**Task goal:** Below are records; work out how many of their lines hold the string "Instant" and give that number alone.

Data extracted from a collection:
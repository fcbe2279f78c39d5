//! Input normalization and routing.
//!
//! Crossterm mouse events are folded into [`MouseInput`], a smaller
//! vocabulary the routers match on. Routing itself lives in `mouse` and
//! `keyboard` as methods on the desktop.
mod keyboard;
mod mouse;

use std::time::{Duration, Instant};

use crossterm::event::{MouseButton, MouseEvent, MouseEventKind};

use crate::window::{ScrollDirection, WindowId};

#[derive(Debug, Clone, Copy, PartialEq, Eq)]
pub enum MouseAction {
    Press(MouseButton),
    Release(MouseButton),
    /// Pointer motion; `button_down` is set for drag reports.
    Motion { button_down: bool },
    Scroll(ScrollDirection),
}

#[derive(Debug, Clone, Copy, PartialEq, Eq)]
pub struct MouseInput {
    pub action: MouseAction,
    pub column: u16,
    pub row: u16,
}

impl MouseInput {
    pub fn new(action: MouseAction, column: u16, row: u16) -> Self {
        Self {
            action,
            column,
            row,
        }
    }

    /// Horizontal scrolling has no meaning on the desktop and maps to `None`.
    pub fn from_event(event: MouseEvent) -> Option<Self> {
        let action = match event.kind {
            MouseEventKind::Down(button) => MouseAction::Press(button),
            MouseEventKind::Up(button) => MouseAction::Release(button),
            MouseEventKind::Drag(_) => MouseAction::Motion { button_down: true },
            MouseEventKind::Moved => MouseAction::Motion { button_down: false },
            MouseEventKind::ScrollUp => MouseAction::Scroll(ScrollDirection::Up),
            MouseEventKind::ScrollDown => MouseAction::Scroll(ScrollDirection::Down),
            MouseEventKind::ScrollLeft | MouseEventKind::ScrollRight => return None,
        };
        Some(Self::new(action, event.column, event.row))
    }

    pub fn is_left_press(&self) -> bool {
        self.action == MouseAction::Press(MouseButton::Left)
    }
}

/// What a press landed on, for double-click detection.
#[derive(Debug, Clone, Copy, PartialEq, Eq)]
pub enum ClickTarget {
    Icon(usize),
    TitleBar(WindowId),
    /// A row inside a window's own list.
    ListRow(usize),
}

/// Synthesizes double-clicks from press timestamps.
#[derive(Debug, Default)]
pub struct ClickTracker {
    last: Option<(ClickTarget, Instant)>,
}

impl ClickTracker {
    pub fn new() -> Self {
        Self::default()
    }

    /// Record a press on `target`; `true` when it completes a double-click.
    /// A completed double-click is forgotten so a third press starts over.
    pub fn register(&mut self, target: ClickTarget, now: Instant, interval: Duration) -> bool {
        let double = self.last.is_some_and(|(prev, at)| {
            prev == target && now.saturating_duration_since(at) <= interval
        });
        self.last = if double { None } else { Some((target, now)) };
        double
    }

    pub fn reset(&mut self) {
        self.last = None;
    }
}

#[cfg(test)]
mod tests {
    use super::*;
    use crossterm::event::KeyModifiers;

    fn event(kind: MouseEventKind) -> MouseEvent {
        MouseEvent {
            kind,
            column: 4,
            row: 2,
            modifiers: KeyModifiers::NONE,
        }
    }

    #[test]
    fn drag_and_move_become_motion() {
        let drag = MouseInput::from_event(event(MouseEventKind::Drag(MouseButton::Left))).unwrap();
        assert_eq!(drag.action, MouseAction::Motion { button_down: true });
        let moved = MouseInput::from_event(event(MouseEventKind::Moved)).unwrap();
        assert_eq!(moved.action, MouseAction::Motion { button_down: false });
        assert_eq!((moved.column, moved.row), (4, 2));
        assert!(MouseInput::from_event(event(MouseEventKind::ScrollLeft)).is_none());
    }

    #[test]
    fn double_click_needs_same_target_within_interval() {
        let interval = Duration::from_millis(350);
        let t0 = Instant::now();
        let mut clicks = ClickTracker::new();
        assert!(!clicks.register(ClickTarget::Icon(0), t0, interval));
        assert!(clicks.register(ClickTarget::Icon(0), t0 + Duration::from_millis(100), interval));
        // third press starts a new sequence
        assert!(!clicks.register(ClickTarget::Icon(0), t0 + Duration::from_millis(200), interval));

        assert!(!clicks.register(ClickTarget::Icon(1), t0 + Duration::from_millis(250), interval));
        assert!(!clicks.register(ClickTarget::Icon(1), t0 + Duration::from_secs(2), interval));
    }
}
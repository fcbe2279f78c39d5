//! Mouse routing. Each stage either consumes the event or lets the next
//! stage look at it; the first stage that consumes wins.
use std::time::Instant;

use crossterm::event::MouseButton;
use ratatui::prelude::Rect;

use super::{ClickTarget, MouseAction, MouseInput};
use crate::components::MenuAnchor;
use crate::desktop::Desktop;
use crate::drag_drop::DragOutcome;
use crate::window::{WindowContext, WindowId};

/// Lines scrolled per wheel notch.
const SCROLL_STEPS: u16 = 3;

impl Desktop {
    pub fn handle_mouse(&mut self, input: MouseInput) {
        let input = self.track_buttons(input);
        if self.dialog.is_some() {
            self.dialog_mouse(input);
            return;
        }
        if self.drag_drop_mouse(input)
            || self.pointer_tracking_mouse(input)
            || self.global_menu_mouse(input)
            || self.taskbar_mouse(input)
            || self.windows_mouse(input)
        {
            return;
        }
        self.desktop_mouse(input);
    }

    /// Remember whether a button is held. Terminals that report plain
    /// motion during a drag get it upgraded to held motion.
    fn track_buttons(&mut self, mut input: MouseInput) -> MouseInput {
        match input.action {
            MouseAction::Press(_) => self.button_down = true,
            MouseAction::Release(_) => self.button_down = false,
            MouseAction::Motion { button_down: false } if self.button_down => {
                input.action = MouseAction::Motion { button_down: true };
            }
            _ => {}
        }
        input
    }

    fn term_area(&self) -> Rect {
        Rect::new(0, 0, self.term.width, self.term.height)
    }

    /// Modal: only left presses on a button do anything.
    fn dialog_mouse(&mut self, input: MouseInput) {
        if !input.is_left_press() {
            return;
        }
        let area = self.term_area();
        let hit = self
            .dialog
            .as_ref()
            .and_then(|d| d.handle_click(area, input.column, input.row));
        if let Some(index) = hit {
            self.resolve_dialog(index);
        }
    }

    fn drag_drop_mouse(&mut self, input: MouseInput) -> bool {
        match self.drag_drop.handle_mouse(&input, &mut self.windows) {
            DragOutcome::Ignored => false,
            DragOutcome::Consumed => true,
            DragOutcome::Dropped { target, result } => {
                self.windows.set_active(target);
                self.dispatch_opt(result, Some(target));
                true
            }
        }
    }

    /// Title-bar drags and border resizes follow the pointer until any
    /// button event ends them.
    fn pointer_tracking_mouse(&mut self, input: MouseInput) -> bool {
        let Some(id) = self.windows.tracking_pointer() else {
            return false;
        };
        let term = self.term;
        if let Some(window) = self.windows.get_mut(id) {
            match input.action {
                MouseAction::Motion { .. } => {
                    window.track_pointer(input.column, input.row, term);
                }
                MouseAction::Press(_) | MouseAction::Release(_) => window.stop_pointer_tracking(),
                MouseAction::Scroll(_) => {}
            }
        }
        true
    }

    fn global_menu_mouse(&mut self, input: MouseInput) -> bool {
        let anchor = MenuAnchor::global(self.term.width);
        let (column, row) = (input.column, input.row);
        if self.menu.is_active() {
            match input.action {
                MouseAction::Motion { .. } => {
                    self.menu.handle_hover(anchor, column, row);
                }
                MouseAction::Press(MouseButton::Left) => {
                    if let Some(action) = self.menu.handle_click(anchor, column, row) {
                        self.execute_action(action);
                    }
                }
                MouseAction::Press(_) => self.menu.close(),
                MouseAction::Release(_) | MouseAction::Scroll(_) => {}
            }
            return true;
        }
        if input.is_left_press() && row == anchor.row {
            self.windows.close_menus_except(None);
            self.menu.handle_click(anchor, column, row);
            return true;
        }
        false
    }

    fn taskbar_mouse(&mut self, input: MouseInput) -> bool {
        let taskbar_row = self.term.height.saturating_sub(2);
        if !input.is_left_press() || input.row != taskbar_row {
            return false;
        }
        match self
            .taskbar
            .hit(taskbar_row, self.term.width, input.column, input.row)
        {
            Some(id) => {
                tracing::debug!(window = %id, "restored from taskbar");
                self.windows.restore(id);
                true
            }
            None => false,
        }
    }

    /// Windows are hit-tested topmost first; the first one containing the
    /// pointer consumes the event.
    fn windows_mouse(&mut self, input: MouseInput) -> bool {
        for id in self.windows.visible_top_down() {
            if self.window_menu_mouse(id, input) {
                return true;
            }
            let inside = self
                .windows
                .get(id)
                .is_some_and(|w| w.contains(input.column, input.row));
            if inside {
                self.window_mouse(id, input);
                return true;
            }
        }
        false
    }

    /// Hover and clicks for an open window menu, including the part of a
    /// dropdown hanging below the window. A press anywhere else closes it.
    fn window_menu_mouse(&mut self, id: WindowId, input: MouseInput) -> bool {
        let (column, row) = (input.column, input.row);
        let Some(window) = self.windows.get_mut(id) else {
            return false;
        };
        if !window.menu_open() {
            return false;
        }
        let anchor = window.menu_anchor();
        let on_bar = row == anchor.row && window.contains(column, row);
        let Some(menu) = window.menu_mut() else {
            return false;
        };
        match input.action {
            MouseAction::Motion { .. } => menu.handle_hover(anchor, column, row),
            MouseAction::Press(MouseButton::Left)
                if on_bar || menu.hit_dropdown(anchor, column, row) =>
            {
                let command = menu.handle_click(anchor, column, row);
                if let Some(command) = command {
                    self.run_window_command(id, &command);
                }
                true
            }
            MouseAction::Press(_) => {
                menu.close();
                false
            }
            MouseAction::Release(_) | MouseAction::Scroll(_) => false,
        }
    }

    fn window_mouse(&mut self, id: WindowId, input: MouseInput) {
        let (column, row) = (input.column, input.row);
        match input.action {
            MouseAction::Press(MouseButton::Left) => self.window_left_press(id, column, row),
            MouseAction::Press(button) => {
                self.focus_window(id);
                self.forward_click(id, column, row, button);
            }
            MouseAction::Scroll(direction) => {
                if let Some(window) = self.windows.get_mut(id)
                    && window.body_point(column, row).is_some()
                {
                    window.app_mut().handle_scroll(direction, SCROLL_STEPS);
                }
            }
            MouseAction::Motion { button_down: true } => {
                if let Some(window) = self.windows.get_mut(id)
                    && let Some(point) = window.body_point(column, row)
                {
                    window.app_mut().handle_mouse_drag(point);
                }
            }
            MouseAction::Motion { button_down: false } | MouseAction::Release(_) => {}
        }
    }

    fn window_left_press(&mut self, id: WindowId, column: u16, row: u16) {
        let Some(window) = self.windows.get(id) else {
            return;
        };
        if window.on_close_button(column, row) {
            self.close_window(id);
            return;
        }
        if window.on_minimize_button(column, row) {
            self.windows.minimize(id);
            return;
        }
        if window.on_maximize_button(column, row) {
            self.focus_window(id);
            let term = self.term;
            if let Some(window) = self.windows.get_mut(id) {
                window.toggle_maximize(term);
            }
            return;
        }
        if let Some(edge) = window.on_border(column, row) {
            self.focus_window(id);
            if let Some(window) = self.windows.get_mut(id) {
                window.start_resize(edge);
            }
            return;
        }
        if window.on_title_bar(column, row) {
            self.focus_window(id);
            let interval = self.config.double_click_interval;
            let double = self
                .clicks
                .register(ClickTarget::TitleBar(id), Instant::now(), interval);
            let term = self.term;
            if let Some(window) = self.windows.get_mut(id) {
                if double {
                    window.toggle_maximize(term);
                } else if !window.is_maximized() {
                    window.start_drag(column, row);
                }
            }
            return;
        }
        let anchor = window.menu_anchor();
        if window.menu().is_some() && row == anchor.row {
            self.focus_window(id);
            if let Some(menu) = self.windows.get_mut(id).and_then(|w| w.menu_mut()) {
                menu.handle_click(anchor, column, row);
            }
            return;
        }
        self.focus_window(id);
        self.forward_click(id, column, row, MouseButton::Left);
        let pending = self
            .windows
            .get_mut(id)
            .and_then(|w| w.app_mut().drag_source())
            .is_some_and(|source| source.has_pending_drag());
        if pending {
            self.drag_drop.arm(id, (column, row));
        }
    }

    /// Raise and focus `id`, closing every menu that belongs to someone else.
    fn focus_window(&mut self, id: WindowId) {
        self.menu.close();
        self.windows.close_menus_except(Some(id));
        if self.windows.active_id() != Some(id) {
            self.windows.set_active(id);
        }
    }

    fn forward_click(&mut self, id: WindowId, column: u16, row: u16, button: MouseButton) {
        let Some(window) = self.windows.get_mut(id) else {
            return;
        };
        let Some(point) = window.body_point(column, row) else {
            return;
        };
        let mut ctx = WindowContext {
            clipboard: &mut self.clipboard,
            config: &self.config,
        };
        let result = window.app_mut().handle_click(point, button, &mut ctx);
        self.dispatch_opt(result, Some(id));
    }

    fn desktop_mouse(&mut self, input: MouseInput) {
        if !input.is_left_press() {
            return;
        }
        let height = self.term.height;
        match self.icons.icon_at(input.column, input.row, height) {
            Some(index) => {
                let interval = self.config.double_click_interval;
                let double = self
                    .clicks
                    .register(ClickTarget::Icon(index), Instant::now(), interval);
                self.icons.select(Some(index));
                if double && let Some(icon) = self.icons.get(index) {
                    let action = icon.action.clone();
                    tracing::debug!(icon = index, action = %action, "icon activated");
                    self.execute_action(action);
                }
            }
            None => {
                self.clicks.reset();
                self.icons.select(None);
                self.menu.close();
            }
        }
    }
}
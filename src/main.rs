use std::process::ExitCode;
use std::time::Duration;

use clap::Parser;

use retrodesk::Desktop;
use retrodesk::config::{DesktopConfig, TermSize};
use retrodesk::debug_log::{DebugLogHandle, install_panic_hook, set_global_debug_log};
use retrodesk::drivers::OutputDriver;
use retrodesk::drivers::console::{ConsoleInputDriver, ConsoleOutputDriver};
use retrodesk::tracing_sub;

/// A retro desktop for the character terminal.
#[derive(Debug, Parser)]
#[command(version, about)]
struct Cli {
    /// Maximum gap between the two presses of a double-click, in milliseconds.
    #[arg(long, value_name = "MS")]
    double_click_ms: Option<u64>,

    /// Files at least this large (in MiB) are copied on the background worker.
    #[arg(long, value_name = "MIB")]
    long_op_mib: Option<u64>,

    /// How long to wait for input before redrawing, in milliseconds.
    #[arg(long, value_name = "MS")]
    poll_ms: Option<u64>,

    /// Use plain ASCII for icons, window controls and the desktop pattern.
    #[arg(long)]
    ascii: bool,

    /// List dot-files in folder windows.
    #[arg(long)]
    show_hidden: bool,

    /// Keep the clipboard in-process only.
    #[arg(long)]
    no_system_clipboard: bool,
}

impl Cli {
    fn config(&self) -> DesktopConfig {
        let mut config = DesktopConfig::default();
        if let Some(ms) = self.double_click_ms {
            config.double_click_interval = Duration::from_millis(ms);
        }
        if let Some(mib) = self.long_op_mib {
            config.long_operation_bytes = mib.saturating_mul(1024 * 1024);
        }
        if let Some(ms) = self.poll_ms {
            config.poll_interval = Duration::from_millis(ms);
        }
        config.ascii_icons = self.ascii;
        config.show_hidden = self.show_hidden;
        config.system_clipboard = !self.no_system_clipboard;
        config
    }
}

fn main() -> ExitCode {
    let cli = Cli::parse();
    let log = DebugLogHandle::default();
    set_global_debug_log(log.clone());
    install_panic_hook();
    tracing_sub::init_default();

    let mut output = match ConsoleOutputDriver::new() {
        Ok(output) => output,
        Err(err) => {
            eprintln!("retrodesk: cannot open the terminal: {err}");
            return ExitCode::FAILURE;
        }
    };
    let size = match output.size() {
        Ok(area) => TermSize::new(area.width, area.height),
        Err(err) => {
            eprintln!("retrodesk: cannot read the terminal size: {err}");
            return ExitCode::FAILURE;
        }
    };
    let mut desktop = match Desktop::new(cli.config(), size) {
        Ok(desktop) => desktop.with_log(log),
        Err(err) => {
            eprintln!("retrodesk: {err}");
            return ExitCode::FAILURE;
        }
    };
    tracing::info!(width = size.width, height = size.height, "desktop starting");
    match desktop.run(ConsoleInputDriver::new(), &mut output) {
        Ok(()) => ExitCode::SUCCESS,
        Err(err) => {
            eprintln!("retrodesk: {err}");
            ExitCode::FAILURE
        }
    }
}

**Exercise result:** 7